(Collected data entries)
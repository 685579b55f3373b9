//! Intensity histograms
//!
//! 256-bin counters over 8-bit sample levels, one per channel. Used by the
//! CLI to summarize a filtered result; counts are `u64` so arbitrarily large
//! rasters never wrap.

use image::RgbaImage;
use ndarray::ArrayView2;

/// A 256-bin histogram of 8-bit intensity levels.
#[derive(Debug, Clone, PartialEq, Eq)]
pub struct Histogram {
    bins: [u64; 256],
}

impl Default for Histogram {
    fn default() -> Self {
        Self { bins: [0; 256] }
    }
}

impl Histogram {
    /// An empty histogram with every bin at zero.
    pub fn new() -> Self {
        Self::default()
    }

    /// Count every sample of a grayscale plane.
    ///
    /// # Examples
    ///
    /// ```rust
    /// use ndarray::arr2;
    /// use quadmask::raster::Histogram;
    ///
    /// let hist = Histogram::from_plane(arr2(&[[0u8, 0], [255, 0]]).view());
    /// assert_eq!(hist.count(0), 3);
    /// assert_eq!(hist.count(255), 1);
    /// ```
    pub fn from_plane(plane: ArrayView2<u8>) -> Self {
        let mut hist = Self::new();
        for &level in plane.iter() {
            hist.record(level);
        }
        hist
    }

    /// Add one sample at `level`.
    pub fn record(&mut self, level: u8) {
        self.bins[level as usize] += 1;
    }

    /// Count in a single bin.
    pub fn count(&self, level: u8) -> u64 {
        self.bins[level as usize]
    }

    /// All 256 bins in level order.
    pub fn bins(&self) -> &[u64; 256] {
        &self.bins
    }

    /// Total number of recorded samples.
    pub fn total(&self) -> u64 {
        self.bins.iter().sum()
    }

    /// Lowest level with a nonzero count, `None` when empty.
    pub fn min_level(&self) -> Option<u8> {
        self.bins
            .iter()
            .position(|&count| count > 0)
            .map(|level| level as u8)
    }

    /// Highest level with a nonzero count, `None` when empty.
    pub fn max_level(&self) -> Option<u8> {
        self.bins
            .iter()
            .rposition(|&count| count > 0)
            .map(|level| level as u8)
    }

    /// Mean recorded level, `None` when empty.
    pub fn mean_level(&self) -> Option<f64> {
        let total = self.total();
        if total == 0 {
            return None;
        }
        let weighted: u64 = self
            .bins
            .iter()
            .enumerate()
            .map(|(level, &count)| level as u64 * count)
            .sum();
        Some(weighted as f64 / total as f64)
    }
}

/// Per-channel histograms of a color image, in R, G, B, A order.
#[derive(Debug, Clone, Default)]
pub struct RgbaHistogram {
    channels: [Histogram; 4],
}

impl RgbaHistogram {
    /// Count every pixel of `image` into four channel histograms.
    pub fn from_rgba(image: &RgbaImage) -> Self {
        let mut channels: [Histogram; 4] = Default::default();
        for pixel in image.pixels() {
            for (histogram, &level) in channels.iter_mut().zip(pixel.0.iter()) {
                histogram.record(level);
            }
        }
        Self { channels }
    }

    /// Histogram for one channel (0=R, 1=G, 2=B, 3=A).
    pub fn channel(&self, index: usize) -> &Histogram {
        &self.channels[index]
    }
}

Work request :: Give back the opening line of the records above and every line after it, up to and including the one with "use ndarray::ArrayView2;", unchanged.

Result below ::
repository 685579b55f3373b9
//! Intensity histograms
//!
//! 256-bin counters over 8-bit sample levels, one per channel. Used by the
//! CLI to summarize a filtered result; counts are `u64` so arbitrarily large
//! rasters never wrap.

use image::RgbaImage;
use ndarray::ArrayView2;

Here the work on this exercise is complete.